▸ EXERCISE AIM: Copy exactly the stretch of data below from the line with "a sandbox wrapper." through the line with "for log lines.", including both of those lines.

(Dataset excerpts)
########

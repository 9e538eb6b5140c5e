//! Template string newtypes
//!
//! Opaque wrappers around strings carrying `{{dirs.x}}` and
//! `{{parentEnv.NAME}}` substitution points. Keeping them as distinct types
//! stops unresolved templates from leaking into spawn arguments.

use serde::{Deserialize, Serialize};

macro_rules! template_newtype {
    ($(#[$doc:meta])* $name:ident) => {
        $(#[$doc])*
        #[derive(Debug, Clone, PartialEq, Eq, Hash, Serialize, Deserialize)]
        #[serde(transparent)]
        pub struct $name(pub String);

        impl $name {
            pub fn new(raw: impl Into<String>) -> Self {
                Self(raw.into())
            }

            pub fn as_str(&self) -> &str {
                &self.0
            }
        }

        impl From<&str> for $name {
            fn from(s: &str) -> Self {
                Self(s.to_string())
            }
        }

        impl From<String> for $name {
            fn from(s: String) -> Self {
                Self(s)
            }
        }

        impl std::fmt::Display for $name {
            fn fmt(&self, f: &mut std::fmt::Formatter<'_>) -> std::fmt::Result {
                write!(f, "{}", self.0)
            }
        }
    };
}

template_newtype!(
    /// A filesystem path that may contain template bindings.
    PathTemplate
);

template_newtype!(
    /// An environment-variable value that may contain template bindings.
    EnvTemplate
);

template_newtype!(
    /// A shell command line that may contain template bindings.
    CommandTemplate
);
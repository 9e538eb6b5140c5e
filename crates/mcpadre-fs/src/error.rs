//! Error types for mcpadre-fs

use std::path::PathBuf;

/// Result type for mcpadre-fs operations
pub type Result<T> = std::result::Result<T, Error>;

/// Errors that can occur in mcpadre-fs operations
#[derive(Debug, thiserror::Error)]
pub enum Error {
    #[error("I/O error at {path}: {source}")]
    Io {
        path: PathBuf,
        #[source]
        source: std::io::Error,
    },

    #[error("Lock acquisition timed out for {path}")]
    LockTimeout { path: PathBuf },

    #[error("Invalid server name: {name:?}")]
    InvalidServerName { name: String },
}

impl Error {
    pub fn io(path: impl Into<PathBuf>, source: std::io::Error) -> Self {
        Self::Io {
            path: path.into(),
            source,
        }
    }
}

########

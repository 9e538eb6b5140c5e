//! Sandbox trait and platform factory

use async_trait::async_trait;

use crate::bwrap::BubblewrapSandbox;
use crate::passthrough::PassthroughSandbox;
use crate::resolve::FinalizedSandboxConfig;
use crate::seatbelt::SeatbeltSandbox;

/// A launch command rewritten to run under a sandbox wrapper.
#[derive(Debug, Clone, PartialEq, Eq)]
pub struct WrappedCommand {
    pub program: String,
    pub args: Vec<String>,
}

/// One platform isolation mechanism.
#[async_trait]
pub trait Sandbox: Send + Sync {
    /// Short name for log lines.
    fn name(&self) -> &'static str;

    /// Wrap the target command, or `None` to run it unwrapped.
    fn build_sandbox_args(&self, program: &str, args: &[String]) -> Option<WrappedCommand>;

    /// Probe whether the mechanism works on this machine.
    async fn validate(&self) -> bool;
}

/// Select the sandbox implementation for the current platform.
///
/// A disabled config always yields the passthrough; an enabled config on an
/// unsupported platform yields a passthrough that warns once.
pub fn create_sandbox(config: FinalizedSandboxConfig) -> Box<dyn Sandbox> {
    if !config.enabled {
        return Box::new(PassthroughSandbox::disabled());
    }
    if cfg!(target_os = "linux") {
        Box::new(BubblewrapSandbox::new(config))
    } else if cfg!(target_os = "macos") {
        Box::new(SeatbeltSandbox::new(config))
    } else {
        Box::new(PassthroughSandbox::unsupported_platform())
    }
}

########

▸ EXERCISE OUTPUT:
/// A launch command rewritten to run under a sandbox wrapper.
#[derive(Debug, Clone, PartialEq, Eq)]
pub struct WrappedCommand {
    pub program: String,
    pub args: Vec<String>,
}

/// One platform isolation mechanism.
#[async_trait]
pub trait Sandbox: Send + Sync {
    /// Short name for log lines.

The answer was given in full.